Do you recommend using the google base store connector for you ebay, amazon, or yahoo store since it organizes you products better, for the search engine results?

It probably won't hurt you to do it, but longterm most sites are going to get margin squeezed by all the major platform companies unless you end up creating your own strong brand or value add platform.

October 6, 2006 - 6:07pm

"It probably won't hurt you to do it, but longterm most sites are going to get margin squeezed by all the major platform companies unless you end up creating your own strong brand or value add platform."

Thank you Aaron, for that answer. The reason I asked is because I planned on promoting my storefront through seo and writing a few articles.

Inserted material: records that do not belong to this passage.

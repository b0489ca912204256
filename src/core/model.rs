// LogScope - core/model.rs
//
// Core data model types. Pure data definitions with no I/O and no backend
// dependencies. Everything here is created fresh per request and discarded
// at request end.

use serde::{Deserialize, Serialize};
use std::collections::BTreeMap;
use std::path::PathBuf;

// =============================================================================
// Time range
// =============================================================================

/// Inclusive time window applied to the timestamp field.
///
/// Both bounds are canonical UTC strings without a zone suffix, as produced
/// by `core::time::normalize`. `None` means unbounded on that side.
#[derive(Debug, Clone, Default, PartialEq, Eq, Serialize)]
pub struct TimeRange {
    #[serde(skip_serializing_if = "Option::is_none")]
    pub gte: Option<String>,
    #[serde(skip_serializing_if = "Option::is_none")]
    pub lte: Option<String>,
}

// =============================================================================
// Filter values
// =============================================================================

/// A filter value after ingestion: exactly one value, or several distinct ones.
///
/// Construct through `FilterValue::from_values` so that empty strings are
/// dropped, duplicates collapse, and a one-element list becomes `Single`.
#[derive(Debug, Clone, PartialEq, Eq, Serialize)]
#[serde(untagged)]
pub enum FilterValue {
    Single(String),
    Multi(Vec<String>),
}

impl FilterValue {
    /// Normalise raw values into a filter value.
    ///
    /// Blank values are dropped and duplicates removed (first occurrence
    /// keeps its position). Returns `None` when nothing is left.
    pub fn from_values<I, S>(values: I) -> Option<Self>
    where
        I: IntoIterator<Item = S>,
        S: Into<String>,
    {
        let mut kept: Vec<String> = Vec::new();
        for value in values {
            let value = value.into();
            if value.trim().is_empty() || kept.contains(&value) {
                continue;
            }
            kept.push(value);
        }
        match kept.len() {
            0 => None,
            1 => kept.pop().map(FilterValue::Single),
            _ => Some(FilterValue::Multi(kept)),
        }
    }

    /// Borrow the values in order.
    pub fn values(&self) -> Vec<&str> {
        match self {
            FilterValue::Single(v) => vec![v.as_str()],
            FilterValue::Multi(vs) => vs.iter().map(String::as_str).collect(),
        }
    }
}

/// Boundary shape of a filter value: a bare string or a list of strings.
///
/// Only used for deserialisation; converted into `FilterValue` on ingress.
#[derive(Debug, Clone, Deserialize)]
#[serde(untagged)]
pub enum RawFilterValue {
    One(String),
    Many(Vec<String>),
}

impl RawFilterValue {
    fn into_filter_value(self) -> Option<FilterValue> {
        match self {
            RawFilterValue::One(v) => FilterValue::from_values([v]),
            RawFilterValue::Many(vs) => FilterValue::from_values(vs),
        }
    }
}

/// Field name → filter value, iterated in sorted key order.
///
/// Keys are case-sensitive field names. A key is only ever present with a
/// non-empty value.
#[derive(Debug, Clone, Default, PartialEq, Eq, Serialize, Deserialize)]
#[serde(from = "BTreeMap<String, RawFilterValue>")]
pub struct Filters(BTreeMap<String, FilterValue>);

impl Filters {
    pub fn new() -> Self {
        Self::default()
    }

    /// Insert or replace the value for `key`.
    ///
    /// The value is normalised like `FilterValue::from_values`; when no
    /// non-blank value remains the key is left untouched.
    pub fn insert(&mut self, key: impl Into<String>, value: FilterValue) {
        let key = key.into();
        if key.is_empty() {
            return;
        }
        if let Some(value) = FilterValue::from_values(value.values()) {
            self.0.insert(key, value);
        }
    }

    /// Insert raw values for `key`, dropping the key if nothing valid remains.
    pub fn insert_values<I, S>(&mut self, key: impl Into<String>, values: I)
    where
        I: IntoIterator<Item = S>,
        S: Into<String>,
    {
        if let Some(value) = FilterValue::from_values(values) {
            self.insert(key, value);
        }
    }

    pub fn get(&self, key: &str) -> Option<&FilterValue> {
        self.0.get(key)
    }

    pub fn remove(&mut self, key: &str) -> Option<FilterValue> {
        self.0.remove(key)
    }

    pub fn contains_key(&self, key: &str) -> bool {
        self.0.contains_key(key)
    }

    pub fn iter(&self) -> impl Iterator<Item = (&String, &FilterValue)> {
        self.0.iter()
    }

    pub fn len(&self) -> usize {
        self.0.len()
    }

    pub fn is_empty(&self) -> bool {
        self.0.is_empty()
    }
}

impl From<BTreeMap<String, RawFilterValue>> for Filters {
    fn from(raw: BTreeMap<String, RawFilterValue>) -> Self {
        let mut filters = Filters::new();
        for (key, value) in raw {
            if let Some(value) = value.into_filter_value() {
                filters.insert(key, value);
            }
        }
        filters
    }
}

impl FromIterator<(String, FilterValue)> for Filters {
    fn from_iter<T: IntoIterator<Item = (String, FilterValue)>>(iter: T) -> Self {
        let mut filters = Filters::new();
        for (key, value) in iter {
            filters.insert(key, value);
        }
        filters
    }
}

// =============================================================================
// Presets
// =============================================================================

/// A stored default filter: one key and the values it allows.
///
/// Owned by the config store; the core only reads it.
#[derive(Debug, Clone, PartialEq, Eq, Serialize, Deserialize)]
pub struct Preset {
    pub id: i64,
    pub key: String,
    /// Display label. Falls back to `key` when empty.
    #[serde(default)]
    pub label: String,
    #[serde(default)]
    pub values: Vec<String>,
}

impl Preset {
    pub fn display_label(&self) -> &str {
        if self.label.trim().is_empty() {
            &self.key
        } else {
            &self.label
        }
    }
}

// =============================================================================
// Stored connections
// =============================================================================

/// A named backend connection kept in the config store.
#[derive(Clone, PartialEq, Eq, Deserialize)]
pub struct ConnectionConfig {
    pub id: i64,
    #[serde(default)]
    pub name: String,
    pub host: String,
    #[serde(default)]
    pub api_key: Option<String>,
}

impl std::fmt::Debug for ConnectionConfig {
    fn fmt(&self, f: &mut std::fmt::Formatter<'_>) -> std::fmt::Result {
        f.debug_struct("ConnectionConfig")
            .field("id", &self.id)
            .field("name", &self.name)
            .field("host", &self.host)
            .field("api_key", &self.api_key.as_ref().map(|_| "<redacted>"))
            .finish()
    }
}

// =============================================================================
// Clauses
// =============================================================================

/// One conjunct of the assembled query.
#[derive(Debug, Clone, PartialEq, Eq)]
pub enum Clause {
    /// Free-text query in the backend's query-string syntax.
    Text(String),
    /// Time window on the timestamp field.
    TimeRange(TimeRange),
    /// Exact phrase match of one field against one value.
    Phrase { key: String, value: String },
    /// Phrase match of one field against any of several values.
    AnyOf { key: String, values: Vec<String> },
}

// =============================================================================
// Results
// =============================================================================

/// Outcome of one scroll export.
#[derive(Debug, Clone, Copy, Default, PartialEq, Eq, Serialize)]
pub struct ExportResult {
    /// Lines written to the sink.
    pub count: usize,
    /// True when the export stopped because `count` reached the requested cap.
    pub truncated: bool,
}

/// A local export artifact.
#[derive(Debug, Clone, PartialEq, Eq, Serialize)]
pub struct Artifact {
    /// File name, used as the artifact identifier by download/preview.
    pub name: String,
    /// Absolute location on disk.
    pub path: PathBuf,
}

/// Outcome of a suggestion request.
#[derive(Debug, Clone, PartialEq, Eq, Serialize)]
pub struct Suggestion {
    /// Field actually used for bucketing (may carry a `.keyword` suffix).
    pub field: String,
    /// Distinct non-empty values, most frequent first.
    pub values: Vec<String>,
}

#[cfg(test)]
mod tests {
    use super::*;

    #[test]
    fn test_from_values_drops_blanks_and_duplicates() {
        let v = FilterValue::from_values(["a", "", "b", "a", "  "]).unwrap();
        assert_eq!(v, FilterValue::Multi(vec!["a".into(), "b".into()]));
    }

    #[test]
    fn test_single_element_list_becomes_single() {
        let v = FilterValue::from_values(vec!["", "only"]).unwrap();
        assert_eq!(v, FilterValue::Single("only".into()));
    }

    #[test]
    fn test_empty_list_yields_none() {
        assert!(FilterValue::from_values(Vec::<String>::new()).is_none());
        assert!(FilterValue::from_values([""]).is_none());
    }

    #[test]
    fn test_filters_deserialise_from_mixed_shapes() {
        let filters: Filters = serde_json::from_str(
            r#"{"a": "x", "b": ["y", "z"], "c": "", "d": [], "e": ["w", ""]}"#,
        )
        .unwrap();
        assert_eq!(filters.len(), 3);
        assert_eq!(filters.get("a"), Some(&FilterValue::Single("x".into())));
        assert_eq!(
            filters.get("b"),
            Some(&FilterValue::Multi(vec!["y".into(), "z".into()]))
        );
        assert_eq!(filters.get("e"), Some(&FilterValue::Single("w".into())));
        assert!(!filters.contains_key("c"));
        assert!(!filters.contains_key("d"));
    }

    #[test]
    fn test_insert_normalises_hand_built_values() {
        let mut filters = Filters::new();
        filters.insert("a", FilterValue::Single(String::new()));
        filters.insert("b", FilterValue::Multi(vec!["".into(), " ".into()]));
        filters.insert("c", FilterValue::Multi(Vec::new()));
        filters.insert("d", FilterValue::Multi(vec!["x".into(), "".into(), "x".into()]));
        filters.insert("", FilterValue::Single("x".into()));
        assert_eq!(filters.len(), 1);
        assert_eq!(filters.get("d"), Some(&FilterValue::Single("x".into())));

        let collected: Filters = vec![
            ("e".to_string(), FilterValue::Single("  ".into())),
            ("f".to_string(), FilterValue::Multi(vec!["y".into(), "z".into()])),
        ]
        .into_iter()
        .collect();
        assert_eq!(collected.len(), 1);
        assert!(!collected.contains_key("e"));
    }

    #[test]
    fn test_filters_iterate_in_key_order() {
        let mut filters = Filters::new();
        filters.insert_values("zeta", ["1"]);
        filters.insert_values("Alpha", ["2"]);
        filters.insert_values("alpha", ["3"]);
        let keys: Vec<&str> = filters.iter().map(|(k, _)| k.as_str()).collect();
        assert_eq!(keys, vec!["Alpha", "alpha", "zeta"]);
    }

    #[test]
    fn test_preset_label_falls_back_to_key() {
        let preset = Preset {
            id: 1,
            key: "container.labels.service_project".into(),
            label: String::new(),
            values: vec![],
        };
        assert_eq!(preset.display_label(), "container.labels.service_project");
    }

    #[test]
    fn test_time_range_serialises_only_present_bounds() {
        let range = TimeRange {
            gte: Some("2024-01-01T00:00:00".into()),
            lte: None,
        };
        assert_eq!(
            serde_json::to_string(&range).unwrap(),
            r#"{"gte":"2024-01-01T00:00:00"}"#
        );
    }
}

If I found out that submitting to the google base platform would hamper my rankings, then obviously I would not submit.

Now I see what you are saying: that google base store connector is only a mechansim for better organizing items/info in or about your store in the search results.

October 6, 2006 - 6:08pm

"It probably won't hurt you to do it, but longterm most sites are going to get margin squeezed by all the major platform companies unless you end up creating your own strong brand or value add platform."

Thank you Aaron, for that answer. The reason I asked is because I planned on promoting my storefront through seo and writing a few articles. If I found out that submitting to the google base platform would hamper my rankings, then obviously I would not submit.

Now I see what you are saying: that google base store connector is only a mechansim for better organizing items/info in or about your store in the search results.